→ What you need to do: Beneath this task is a listing. State how many of its lines include the string "little", giving nothing but the number.
= = =
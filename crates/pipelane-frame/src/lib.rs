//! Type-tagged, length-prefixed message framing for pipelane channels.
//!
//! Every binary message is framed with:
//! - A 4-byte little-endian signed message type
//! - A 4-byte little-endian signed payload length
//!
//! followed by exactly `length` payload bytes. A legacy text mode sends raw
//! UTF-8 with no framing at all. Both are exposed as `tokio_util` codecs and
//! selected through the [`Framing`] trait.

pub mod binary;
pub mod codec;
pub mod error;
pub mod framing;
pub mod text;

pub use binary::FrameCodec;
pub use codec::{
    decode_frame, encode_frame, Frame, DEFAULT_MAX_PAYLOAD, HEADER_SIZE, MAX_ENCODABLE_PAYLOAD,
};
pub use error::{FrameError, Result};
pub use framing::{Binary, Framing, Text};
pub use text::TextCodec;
= = =
→ Task output: 2